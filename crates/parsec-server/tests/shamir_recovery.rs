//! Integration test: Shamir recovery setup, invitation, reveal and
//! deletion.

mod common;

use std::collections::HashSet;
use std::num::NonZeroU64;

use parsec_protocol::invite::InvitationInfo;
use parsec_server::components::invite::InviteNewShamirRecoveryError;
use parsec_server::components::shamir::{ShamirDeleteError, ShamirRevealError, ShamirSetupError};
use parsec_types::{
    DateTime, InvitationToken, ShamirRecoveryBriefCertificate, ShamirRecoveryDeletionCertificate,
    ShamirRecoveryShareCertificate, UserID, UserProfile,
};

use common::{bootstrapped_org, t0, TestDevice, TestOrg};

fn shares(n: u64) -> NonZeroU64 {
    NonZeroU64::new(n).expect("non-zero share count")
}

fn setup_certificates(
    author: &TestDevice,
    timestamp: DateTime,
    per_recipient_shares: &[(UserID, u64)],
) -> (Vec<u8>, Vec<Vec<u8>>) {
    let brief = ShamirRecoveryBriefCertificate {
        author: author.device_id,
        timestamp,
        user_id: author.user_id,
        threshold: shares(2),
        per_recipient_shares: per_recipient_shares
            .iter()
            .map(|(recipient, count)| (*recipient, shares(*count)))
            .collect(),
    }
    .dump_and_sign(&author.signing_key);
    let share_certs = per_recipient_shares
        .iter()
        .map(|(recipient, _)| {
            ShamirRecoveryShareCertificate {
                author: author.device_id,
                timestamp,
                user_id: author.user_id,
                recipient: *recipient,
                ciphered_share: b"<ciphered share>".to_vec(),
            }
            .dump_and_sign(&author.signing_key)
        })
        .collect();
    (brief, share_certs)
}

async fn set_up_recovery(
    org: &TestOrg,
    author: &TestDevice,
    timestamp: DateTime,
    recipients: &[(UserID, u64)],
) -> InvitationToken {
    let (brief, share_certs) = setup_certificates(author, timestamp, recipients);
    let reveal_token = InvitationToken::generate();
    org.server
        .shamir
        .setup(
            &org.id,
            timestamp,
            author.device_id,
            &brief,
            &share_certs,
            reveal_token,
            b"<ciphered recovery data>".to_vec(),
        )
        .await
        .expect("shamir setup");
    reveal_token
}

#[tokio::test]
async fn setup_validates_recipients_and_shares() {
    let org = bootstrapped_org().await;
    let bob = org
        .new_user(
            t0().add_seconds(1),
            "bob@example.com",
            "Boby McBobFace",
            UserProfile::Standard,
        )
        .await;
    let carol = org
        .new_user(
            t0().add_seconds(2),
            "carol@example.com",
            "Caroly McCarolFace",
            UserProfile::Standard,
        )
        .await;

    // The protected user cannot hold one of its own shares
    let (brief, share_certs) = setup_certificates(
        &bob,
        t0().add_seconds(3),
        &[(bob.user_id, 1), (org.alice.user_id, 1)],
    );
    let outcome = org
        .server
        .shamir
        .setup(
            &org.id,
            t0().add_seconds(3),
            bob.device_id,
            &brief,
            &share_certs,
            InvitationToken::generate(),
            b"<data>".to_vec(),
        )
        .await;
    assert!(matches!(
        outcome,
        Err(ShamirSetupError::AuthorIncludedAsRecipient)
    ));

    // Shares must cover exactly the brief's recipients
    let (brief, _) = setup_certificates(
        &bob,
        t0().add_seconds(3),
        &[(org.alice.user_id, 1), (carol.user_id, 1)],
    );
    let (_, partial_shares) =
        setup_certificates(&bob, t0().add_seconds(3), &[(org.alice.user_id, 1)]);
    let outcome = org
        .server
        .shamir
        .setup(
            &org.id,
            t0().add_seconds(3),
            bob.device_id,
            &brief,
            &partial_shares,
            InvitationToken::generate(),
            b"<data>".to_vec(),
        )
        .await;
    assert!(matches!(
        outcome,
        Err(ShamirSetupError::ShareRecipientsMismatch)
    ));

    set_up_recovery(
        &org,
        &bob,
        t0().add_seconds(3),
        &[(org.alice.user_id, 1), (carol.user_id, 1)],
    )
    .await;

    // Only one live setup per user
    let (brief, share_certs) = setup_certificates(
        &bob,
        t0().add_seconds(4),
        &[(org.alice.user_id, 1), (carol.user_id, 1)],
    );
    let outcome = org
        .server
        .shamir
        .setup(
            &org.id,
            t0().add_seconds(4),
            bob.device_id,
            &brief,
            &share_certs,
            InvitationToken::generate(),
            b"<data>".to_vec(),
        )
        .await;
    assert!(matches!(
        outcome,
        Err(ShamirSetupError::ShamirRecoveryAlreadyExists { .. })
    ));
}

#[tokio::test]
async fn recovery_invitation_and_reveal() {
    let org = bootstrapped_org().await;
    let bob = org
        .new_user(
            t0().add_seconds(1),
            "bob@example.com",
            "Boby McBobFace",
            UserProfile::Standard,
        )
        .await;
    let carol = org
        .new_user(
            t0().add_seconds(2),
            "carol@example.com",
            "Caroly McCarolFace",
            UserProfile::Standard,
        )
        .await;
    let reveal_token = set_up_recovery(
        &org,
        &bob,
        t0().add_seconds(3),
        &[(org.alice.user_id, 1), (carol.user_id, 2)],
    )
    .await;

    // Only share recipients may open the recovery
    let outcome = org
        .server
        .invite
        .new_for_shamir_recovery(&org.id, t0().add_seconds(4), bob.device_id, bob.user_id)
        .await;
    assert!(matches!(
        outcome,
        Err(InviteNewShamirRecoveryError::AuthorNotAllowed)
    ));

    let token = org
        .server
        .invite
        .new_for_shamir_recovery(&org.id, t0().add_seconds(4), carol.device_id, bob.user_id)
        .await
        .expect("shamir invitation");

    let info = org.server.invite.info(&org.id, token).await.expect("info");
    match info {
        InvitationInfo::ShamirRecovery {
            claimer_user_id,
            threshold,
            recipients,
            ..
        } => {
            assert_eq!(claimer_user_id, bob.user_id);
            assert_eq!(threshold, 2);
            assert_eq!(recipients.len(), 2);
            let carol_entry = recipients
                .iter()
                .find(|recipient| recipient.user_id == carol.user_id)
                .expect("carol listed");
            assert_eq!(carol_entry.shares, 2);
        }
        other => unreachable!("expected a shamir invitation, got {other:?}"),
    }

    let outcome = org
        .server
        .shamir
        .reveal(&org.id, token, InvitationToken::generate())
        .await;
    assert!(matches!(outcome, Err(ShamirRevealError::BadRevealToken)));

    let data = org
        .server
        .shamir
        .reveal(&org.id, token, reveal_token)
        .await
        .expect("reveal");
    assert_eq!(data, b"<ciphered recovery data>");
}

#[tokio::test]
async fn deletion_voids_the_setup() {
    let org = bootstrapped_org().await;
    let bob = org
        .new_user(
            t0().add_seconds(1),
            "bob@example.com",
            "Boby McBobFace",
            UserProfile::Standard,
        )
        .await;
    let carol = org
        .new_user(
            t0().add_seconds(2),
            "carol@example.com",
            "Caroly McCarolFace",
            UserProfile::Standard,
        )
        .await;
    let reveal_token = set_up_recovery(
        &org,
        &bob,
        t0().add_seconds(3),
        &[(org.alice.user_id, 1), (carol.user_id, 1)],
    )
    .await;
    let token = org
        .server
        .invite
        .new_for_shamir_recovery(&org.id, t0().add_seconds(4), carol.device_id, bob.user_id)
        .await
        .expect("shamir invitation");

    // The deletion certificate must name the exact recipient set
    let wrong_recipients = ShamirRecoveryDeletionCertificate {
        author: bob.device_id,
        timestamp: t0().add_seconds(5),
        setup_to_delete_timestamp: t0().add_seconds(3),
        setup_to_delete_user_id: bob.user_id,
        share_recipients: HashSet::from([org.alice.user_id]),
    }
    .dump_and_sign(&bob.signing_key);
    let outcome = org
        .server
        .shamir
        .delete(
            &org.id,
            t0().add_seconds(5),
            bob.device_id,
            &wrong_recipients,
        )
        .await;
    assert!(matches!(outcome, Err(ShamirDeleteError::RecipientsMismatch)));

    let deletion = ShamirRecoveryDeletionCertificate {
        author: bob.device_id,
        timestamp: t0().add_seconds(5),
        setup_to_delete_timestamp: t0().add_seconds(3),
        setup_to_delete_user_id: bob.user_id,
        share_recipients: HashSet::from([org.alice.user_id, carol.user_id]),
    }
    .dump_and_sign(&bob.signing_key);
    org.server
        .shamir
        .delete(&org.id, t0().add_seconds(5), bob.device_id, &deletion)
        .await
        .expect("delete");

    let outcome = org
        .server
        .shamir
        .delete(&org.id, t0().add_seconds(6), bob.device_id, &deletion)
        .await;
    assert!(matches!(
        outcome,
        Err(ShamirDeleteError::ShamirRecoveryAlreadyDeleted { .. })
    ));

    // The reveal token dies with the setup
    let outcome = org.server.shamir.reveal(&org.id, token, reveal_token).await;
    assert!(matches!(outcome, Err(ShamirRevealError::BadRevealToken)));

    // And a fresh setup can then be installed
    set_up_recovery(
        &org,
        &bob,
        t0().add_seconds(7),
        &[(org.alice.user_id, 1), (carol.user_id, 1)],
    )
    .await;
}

How to complete this task: Where a line of the listing holds the string "ShamirDeleteError", copy that line.

Expected answer:
use parsec_server::components::shamir::{ShamirDeleteError, ShamirRevealError, ShamirSetupError};
    assert!(matches!(outcome, Err(ShamirDeleteError::RecipientsMismatch)));
        Err(ShamirDeleteError::ShamirRecoveryAlreadyDeleted { .. })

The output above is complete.